Autorizados juristas europeos del siglo XX sostuvieron que en la democracia de partidos el mandato político no podía sujetarse a las obligaciones del mandato civil; debe pasar el control de los representantes de manos de los electores que los votaron a manos del partido que hizo posible la victoria. La tesis precursora, que rompía con la vieja doctrina del “mandato imperativo de extracción individualista”, fue recogida entre nosotros por el jurista Héctor Orlandi –en su tiempo presidente de la Cámara Nacional Electoral– quien respaldó la novedosa posición recorriendo antecedentes históricos y comparando constituciones nacionales y extranjeras. La nueva tesis de la representación política, que al principio fue semilla de acaloradas controversias, terminó por imponerse tanto en la arena política como en el foro académico.
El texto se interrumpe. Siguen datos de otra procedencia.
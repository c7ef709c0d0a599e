//! Doctor command for backend diagnostics
//!
//! Checks that both language-model backends and the retrieval service
//! answer, and that the prompt directory is usable.

use colored::*;
use std::path::PathBuf;
use std::sync::Arc;

use crate::llm::LanguageModel;
use crate::retrieval::Retriever;

/// Health check result
#[derive(Debug, Clone, PartialEq, Eq)]
pub enum HealthStatus {
    Pass,
    Warn(String),
    Fail(String),
}

/// Individual health check
#[derive(Debug)]
pub struct HealthCheck {
    pub name: String,
    pub status: HealthStatus,
}

/// Doctor diagnostics system
pub struct Doctor {
    primary: Arc<dyn LanguageModel>,
    secondary: Arc<dyn LanguageModel>,
    retriever: Arc<dyn Retriever>,
    prompt_dir: PathBuf,
}

impl Doctor {
    pub fn new(
        primary: Arc<dyn LanguageModel>,
        secondary: Arc<dyn LanguageModel>,
        retriever: Arc<dyn Retriever>,
        prompt_dir: PathBuf,
    ) -> Self {
        Self {
            primary,
            secondary,
            retriever,
            prompt_dir,
        }
    }

    /// Run all health checks
    pub async fn run_diagnostics(&self) -> Vec<HealthCheck> {
        let (primary, secondary, retrieval) = tokio::join!(
            self.primary.health_check(),
            self.secondary.health_check(),
            self.retriever.health_check()
        );

        vec![
            backend_check("Primary model", self.primary.name(), primary),
            backend_check("Secondary model", self.secondary.name(), secondary),
            HealthCheck {
                name: "Retrieval".to_string(),
                status: if retrieval {
                    HealthStatus::Pass
                } else {
                    HealthStatus::Fail("retrieval service not reachable".to_string())
                },
            },
            self.check_prompt_dir(),
        ]
    }

    fn check_prompt_dir(&self) -> HealthCheck {
        let status = if !self.prompt_dir.exists() {
            HealthStatus::Warn(format!("{} will be created on first use", self.prompt_dir.display()))
        } else {
            match std::fs::metadata(&self.prompt_dir) {
                Ok(meta) if meta.permissions().readonly() => {
                    HealthStatus::Warn(format!("{} is read-only", self.prompt_dir.display()))
                }
                Ok(meta) if meta.is_dir() => HealthStatus::Pass,
                Ok(_) => HealthStatus::Fail(format!("{} is not a directory", self.prompt_dir.display())),
                Err(e) => HealthStatus::Fail(e.to_string()),
            }
        };

        HealthCheck {
            name: "Prompt directory".to_string(),
            status,
        }
    }

    /// Display diagnostics results
    pub fn display_results(checks: &[HealthCheck]) {
        println!("\n{}\n", "docquery diagnostics".bold());
        println!("{:<20} Status", "Check");
        println!("{}", "=".repeat(50));

        for check in checks {
            let status = match &check.status {
                HealthStatus::Pass => "PASS".green(),
                HealthStatus::Warn(msg) => format!("WARN: {}", msg).yellow(),
                HealthStatus::Fail(msg) => format!("FAIL: {}", msg).red(),
            };
            println!("{:<20} {}", check.name, status);
        }

        println!();
    }

    /// Get overall health status
    pub fn overall_status(checks: &[HealthCheck]) -> bool {
        !checks.iter().any(|c| matches!(c.status, HealthStatus::Fail(_)))
    }
}

fn backend_check(name: &str, backend: &str, healthy: bool) -> HealthCheck {
    HealthCheck {
        name: name.to_string(),
        status: if healthy {
            HealthStatus::Pass
        } else {
            HealthStatus::Fail(format!("{} backend not reachable", backend))
        },
    }
}

#[cfg(test)]
mod tests {
    use super::*;
    use crate::errors::Result;
    use crate::llm::GenerateOptions;
    use crate::retrieval::RetrievedChunk;
    use async_trait::async_trait;
    use tempfile::TempDir;

    struct Model(bool);

    #[async_trait]
    impl LanguageModel for Model {
        fn name(&self) -> &str {
            "test"
        }

        async fn generate(&self, _: &str, _: &str, _: &GenerateOptions) -> Result<String> {
            Ok(String::new())
        }

        async fn health_check(&self) -> bool {
            self.0
        }
    }

    struct Store(bool);

    #[async_trait]
    impl Retriever for Store {
        async fn query(&self, _: &str, _: usize) -> Result<Vec<RetrievedChunk>> {
            Ok(Vec::new())
        }

        async fn health_check(&self) -> bool {
            self.0
        }
    }

    #[tokio::test]
    async fn test_all_healthy() {
        let dir = TempDir::new().unwrap();
        let doctor = Doctor::new(
            Arc::new(Model(true)),
            Arc::new(Model(true)),
            Arc::new(Store(true)),
            dir.path().to_path_buf(),
        );

        let checks = doctor.run_diagnostics().await;
        assert_eq!(checks.len(), 4);
        assert!(checks.iter().all(|c| c.status == HealthStatus::Pass));
        assert!(Doctor::overall_status(&checks));
    }

    #[tokio::test]
    async fn test_unreachable_backend_fails() {
        let dir = TempDir::new().unwrap();
        let doctor = Doctor::new(
            Arc::new(Model(true)),
            Arc::new(Model(false)),
            Arc::new(Store(true)),
            dir.path().join("missing"),
        );

        let checks = doctor.run_diagnostics().await;
        assert!(matches!(checks[1].status, HealthStatus::Fail(_)));
        assert!(matches!(checks[3].status, HealthStatus::Warn(_)));
        assert!(!Doctor::overall_status(&checks));
    }

    #[test]
    fn test_overall_status_ignores_warnings() {
        let checks = vec![
            HealthCheck {
                name: "a".to_string(),
                status: HealthStatus::Pass,
            },
            HealthCheck {
                name: "b".to_string(),
                status: HealthStatus::Warn("slow".to_string()),
            },
        ];
        assert!(Doctor::overall_status(&checks));
    }
}
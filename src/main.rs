//! docquery - Main CLI Entry Point

use anyhow::{Context, Result};
use clap::Parser;
use colored::Colorize;
use std::path::{Path, PathBuf};
use std::sync::Arc;
use tracing_subscriber::EnvFilter;

use docquery::{
    cli::{display, Args, Commands, PromptsCommand, Verbosity},
    config::Config,
    doctor::Doctor,
    errors::WorkflowError,
    llm::{backend_from_config, LlmRouter},
    prompts::PromptStore,
    repl::{input::InputHandler, ChatRepl},
    retrieval::HttpRetriever,
    session::{render_answer, ChatSession},
    types::ModelChoice,
    workflow::{CancelToken, Orchestrator, RequestScope, SummaryEditor, WorkflowRequest},
};

#[tokio::main]
async fn main() -> Result<()> {
    let args = Args::parse();
    init_logging(&args);

    let config = Config::load(args.config.clone()).context("Failed to load configuration")?;
    let verbosity = args.verbosity();

    match &args.command {
        Commands::Ask { question, model } => run_ask(&config, question, *model, verbosity).await,
        Commands::Chat { model } => run_chat(&config, *model, verbosity).await,
        Commands::Refine { file, model, output } => {
            run_refine(&config, file, *model, output.as_deref(), verbosity).await
        }
        Commands::Prompts { command } => run_prompts(&config, command),
        Commands::Config => {
            print!("{}", config.to_toml()?);
            Ok(())
        }
        Commands::Doctor => run_doctor(&config).await,
    }
}

/// Install the tracing subscriber; RUST_LOG wins over -v/-q
fn init_logging(args: &Args) {
    let filter = EnvFilter::try_from_default_env()
        .unwrap_or_else(|_| EnvFilter::new(args.verbosity().log_directive()));

    let builder = tracing_subscriber::fmt()
        .with_env_filter(filter)
        .with_writer(std::io::stderr);

    if args.log_json {
        builder.json().init();
    } else {
        builder.with_target(false).init();
    }
}

async fn run_ask(config: &Config, question: &str, model: ModelChoice, verbosity: Verbosity) -> Result<()> {
    let orchestrator = Orchestrator::from_config(config).context("Failed to set up backends")?;
    let request = WorkflowRequest::new(question).with_model(model);
    let scope = RequestScope::new(CancelToken::new());

    let pb = display::request_spinner(verbosity.show_progress());
    let result = tokio::select! {
        result = orchestrator.run_with_scope(request, &scope) => result,
        _ = tokio::signal::ctrl_c() => {
            scope.cancel.cancel();
            Err(WorkflowError::Cancelled)
        }
    };
    pb.finish_and_clear();

    match result {
        Ok(output) => {
            display::show_answer(&render_answer(&output.answer, &output.citations));
            if verbosity.show_telemetry() {
                display::show_info(&output.summary());
                display::show_telemetry(&scope);
            }
            Ok(())
        }
        Err(WorkflowError::Cancelled) => {
            display::show_warning("Request cancelled.");
            Ok(())
        }
        Err(e) => Err(e.into()),
    }
}

async fn run_chat(config: &Config, model: ModelChoice, verbosity: Verbosity) -> Result<()> {
    let orchestrator = Arc::new(Orchestrator::from_config(config).context("Failed to set up backends")?);
    let mut session = ChatSession::new(orchestrator);
    session.set_model_choice(model);

    let prompts = match open_prompt_store(config) {
        Ok(store) => Some(store),
        Err(e) => {
            tracing::warn!(error = %e, "prompt store unavailable");
            None
        }
    };

    let input = match history_path() {
        Some(path) => InputHandler::with_history(path),
        None => InputHandler::new(),
    }
    .context("Failed to initialize line editor")?;

    ChatRepl::new(input, session, prompts, verbosity).run().await
}

async fn run_refine(
    config: &Config,
    file: &Path,
    model: ModelChoice,
    output: Option<&Path>,
    verbosity: Verbosity,
) -> Result<()> {
    let summary = std::fs::read_to_string(file)
        .with_context(|| format!("Failed to read {}", file.display()))?;
    if summary.trim().is_empty() {
        anyhow::bail!("{} is empty", file.display());
    }

    let editor = SummaryEditor::new(LlmRouter::from_config(config)?);
    let scope = RequestScope::default();

    let pb = display::spinner_if(verbosity.show_progress(), "Refining summary...");
    let refined = editor.refine(&scope, &summary, model).await;
    pb.finish_and_clear();
    let refined = refined?;

    match output {
        Some(path) => {
            std::fs::write(path, &refined)
                .with_context(|| format!("Failed to write {}", path.display()))?;
            display::show_info(&format!("Refined summary written to {}", path.display()));
        }
        None => println!("{}", refined),
    }
    Ok(())
}

fn run_prompts(config: &Config, command: &PromptsCommand) -> Result<()> {
    let store = open_prompt_store(config)?;

    match command {
        PromptsCommand::List => display::show_prompts(&store.list()?),
        PromptsCommand::Show { name } => println!("{}", store.get(name)?.text),
        PromptsCommand::Add { text, file } => {
            let text = match (text, file) {
                (Some(text), _) => text.clone(),
                (None, Some(path)) => std::fs::read_to_string(path)
                    .with_context(|| format!("Failed to read {}", path.display()))?,
                (None, None) => anyhow::bail!("Provide the prompt text or --file"),
            };
            let saved = store.add(&text)?;
            display::show_info(&format!("Saved as {}", saved.name));
        }
        PromptsCommand::Rename { name, new_name } => {
            let renamed = store.rename(name, new_name)?;
            display::show_info(&format!("Renamed to {}", renamed));
        }
        PromptsCommand::Delete { name } => {
            store.delete(name)?;
            display::show_info(&format!("Deleted {}", name));
        }
    }
    Ok(())
}

async fn run_doctor(config: &Config) -> Result<()> {
    let doctor = Doctor::new(
        backend_from_config(&config.primary)?,
        backend_from_config(&config.secondary)?,
        Arc::new(HttpRetriever::new(&config.retrieval.endpoint)?),
        config.prompt_dir(),
    );

    let checks = doctor.run_diagnostics().await;
    Doctor::display_results(&checks);

    if Doctor::overall_status(&checks) {
        println!("{}", "All required checks passed.".green());
        Ok(())
    } else {
        anyhow::bail!("Some checks failed")
    }
}

fn open_prompt_store(config: &Config) -> Result<PromptStore> {
    let store = PromptStore::from_config(config).context("Failed to open prompt directory")?;
    store.seed_defaults()?;
    Ok(store)
}

fn history_path() -> Option<PathBuf> {
    dirs::home_dir().map(|home| home.join(".docquery").join("history"))
}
Así, al producirse la vacante ocurrida por la muerte del diputado socialista Ramón Muñiz en 1965, el jurista Antonio Castagno, interesado en el asunto, se instaló en el Congreso para administrar una encuesta sobre la pertenencia de las bancas parlamentarias y cuestiones conexas como la formación de bloques autónomos y la expulsión de parlamentarios por indisciplina. El universo formado por los diputados que intervinieron en el debate parlamentario arrojó un total de trece respuestas: ocho diputados opinaron que los representantes respondían jurídica y políticamente al partido de pertenencia; tres diputados sostuvieron que cada representante mantenía un vínculo político y jurídico con el electorado que lo votó; dos diputados opinaron que la banca pertenecía al propio legislador. La investigación incorporó otras fuentes complementarias; se destacó entre ellas la opinión del constitucionalista Carlos Sánchez Viamonte, presentada por las autoridades del entonces Partido Socialista Argentino.
Del lado académico, reconocidos constitucionalistas acordaron que la representación imperativa entre mandante y mandatario era de imposible aplicación en la compleja sociedad contemporánea, desgranando por medio de derivaciones lógicas que en la democracia de partidos disminuye la posición del ciudadano elector y crece la influencia de la corporación política; que en los comicios el ciudadano sólo confiere la investidura representativa originaria; que la responsabilidad jurídica ante el pueblo es reemplazada por la responsabilidad política ante el partido.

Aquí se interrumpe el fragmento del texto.